What you should do —
What lines in the listing include "UpdateMovement"? Return a copy of each.

Records shown —
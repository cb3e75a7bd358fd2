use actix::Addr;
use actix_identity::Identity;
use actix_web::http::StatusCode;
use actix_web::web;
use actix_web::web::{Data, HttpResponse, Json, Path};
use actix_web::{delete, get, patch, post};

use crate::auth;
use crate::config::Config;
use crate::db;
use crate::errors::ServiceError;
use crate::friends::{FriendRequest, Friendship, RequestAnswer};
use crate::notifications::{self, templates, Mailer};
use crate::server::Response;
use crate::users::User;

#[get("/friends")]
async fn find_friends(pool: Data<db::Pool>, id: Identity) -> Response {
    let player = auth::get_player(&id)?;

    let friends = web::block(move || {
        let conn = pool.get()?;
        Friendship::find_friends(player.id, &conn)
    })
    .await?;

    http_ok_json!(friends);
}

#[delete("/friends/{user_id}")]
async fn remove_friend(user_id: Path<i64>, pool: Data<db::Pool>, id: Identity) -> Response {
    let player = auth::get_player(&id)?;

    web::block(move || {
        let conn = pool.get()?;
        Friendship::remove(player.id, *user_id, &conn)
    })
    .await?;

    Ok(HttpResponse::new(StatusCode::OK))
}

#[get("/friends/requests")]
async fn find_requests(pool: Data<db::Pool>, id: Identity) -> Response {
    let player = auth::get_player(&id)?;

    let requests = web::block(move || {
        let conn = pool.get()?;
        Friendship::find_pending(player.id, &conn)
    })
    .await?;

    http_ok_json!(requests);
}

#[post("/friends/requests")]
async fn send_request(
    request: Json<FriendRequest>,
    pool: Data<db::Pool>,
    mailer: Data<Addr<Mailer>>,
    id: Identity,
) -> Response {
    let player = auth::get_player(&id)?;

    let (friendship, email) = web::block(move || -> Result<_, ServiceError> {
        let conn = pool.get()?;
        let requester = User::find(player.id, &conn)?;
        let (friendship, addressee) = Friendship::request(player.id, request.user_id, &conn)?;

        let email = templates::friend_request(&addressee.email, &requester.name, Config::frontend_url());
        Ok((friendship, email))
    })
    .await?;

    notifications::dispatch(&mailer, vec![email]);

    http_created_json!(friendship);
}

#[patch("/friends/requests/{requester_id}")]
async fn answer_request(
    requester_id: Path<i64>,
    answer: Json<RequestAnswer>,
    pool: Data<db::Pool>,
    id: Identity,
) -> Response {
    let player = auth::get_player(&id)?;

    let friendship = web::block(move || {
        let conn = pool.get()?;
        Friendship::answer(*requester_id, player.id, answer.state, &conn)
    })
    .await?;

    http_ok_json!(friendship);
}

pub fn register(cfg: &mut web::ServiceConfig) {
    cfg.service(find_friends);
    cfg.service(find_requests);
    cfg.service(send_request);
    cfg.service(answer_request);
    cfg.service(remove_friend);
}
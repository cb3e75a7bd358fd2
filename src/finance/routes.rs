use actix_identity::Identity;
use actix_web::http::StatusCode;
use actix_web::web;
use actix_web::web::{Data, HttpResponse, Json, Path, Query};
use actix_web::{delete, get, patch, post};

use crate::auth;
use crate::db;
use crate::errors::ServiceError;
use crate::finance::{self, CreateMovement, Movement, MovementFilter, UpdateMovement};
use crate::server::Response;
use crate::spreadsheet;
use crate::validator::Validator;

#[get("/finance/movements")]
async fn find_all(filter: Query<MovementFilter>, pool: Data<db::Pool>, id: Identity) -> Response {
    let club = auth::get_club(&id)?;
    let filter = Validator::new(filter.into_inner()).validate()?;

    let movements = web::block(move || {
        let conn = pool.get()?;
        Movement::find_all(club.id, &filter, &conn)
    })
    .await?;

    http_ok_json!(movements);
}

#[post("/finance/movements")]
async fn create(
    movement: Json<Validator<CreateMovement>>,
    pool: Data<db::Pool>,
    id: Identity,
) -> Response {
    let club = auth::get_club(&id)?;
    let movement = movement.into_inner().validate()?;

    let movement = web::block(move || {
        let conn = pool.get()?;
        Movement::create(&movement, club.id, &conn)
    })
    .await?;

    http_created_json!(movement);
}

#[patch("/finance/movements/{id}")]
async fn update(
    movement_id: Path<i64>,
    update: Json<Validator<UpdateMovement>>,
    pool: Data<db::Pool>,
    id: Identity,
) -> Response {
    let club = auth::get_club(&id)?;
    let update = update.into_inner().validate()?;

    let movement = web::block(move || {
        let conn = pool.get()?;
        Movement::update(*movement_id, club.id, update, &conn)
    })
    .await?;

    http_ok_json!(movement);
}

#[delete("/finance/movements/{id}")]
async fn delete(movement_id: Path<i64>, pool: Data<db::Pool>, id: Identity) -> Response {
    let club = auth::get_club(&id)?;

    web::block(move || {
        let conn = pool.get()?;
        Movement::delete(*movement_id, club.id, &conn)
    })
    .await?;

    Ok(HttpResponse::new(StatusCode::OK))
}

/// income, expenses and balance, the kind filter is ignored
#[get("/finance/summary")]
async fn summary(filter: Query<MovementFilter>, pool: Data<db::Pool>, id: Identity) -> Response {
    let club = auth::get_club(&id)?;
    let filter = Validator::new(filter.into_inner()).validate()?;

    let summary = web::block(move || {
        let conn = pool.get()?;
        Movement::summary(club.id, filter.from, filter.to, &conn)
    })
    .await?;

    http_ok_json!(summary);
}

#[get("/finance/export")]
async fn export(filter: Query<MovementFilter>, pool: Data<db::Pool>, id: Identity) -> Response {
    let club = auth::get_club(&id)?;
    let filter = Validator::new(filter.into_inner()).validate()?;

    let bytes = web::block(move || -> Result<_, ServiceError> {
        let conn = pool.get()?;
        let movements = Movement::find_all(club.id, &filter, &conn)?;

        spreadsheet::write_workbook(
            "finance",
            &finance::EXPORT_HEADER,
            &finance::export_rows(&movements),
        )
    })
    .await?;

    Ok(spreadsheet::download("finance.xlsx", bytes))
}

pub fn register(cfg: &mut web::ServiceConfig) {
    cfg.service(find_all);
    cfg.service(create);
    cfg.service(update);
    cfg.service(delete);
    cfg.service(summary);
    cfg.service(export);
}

Result below —
use crate::finance::{self, CreateMovement, Movement, MovementFilter, UpdateMovement};
    update: Json<Validator<UpdateMovement>>,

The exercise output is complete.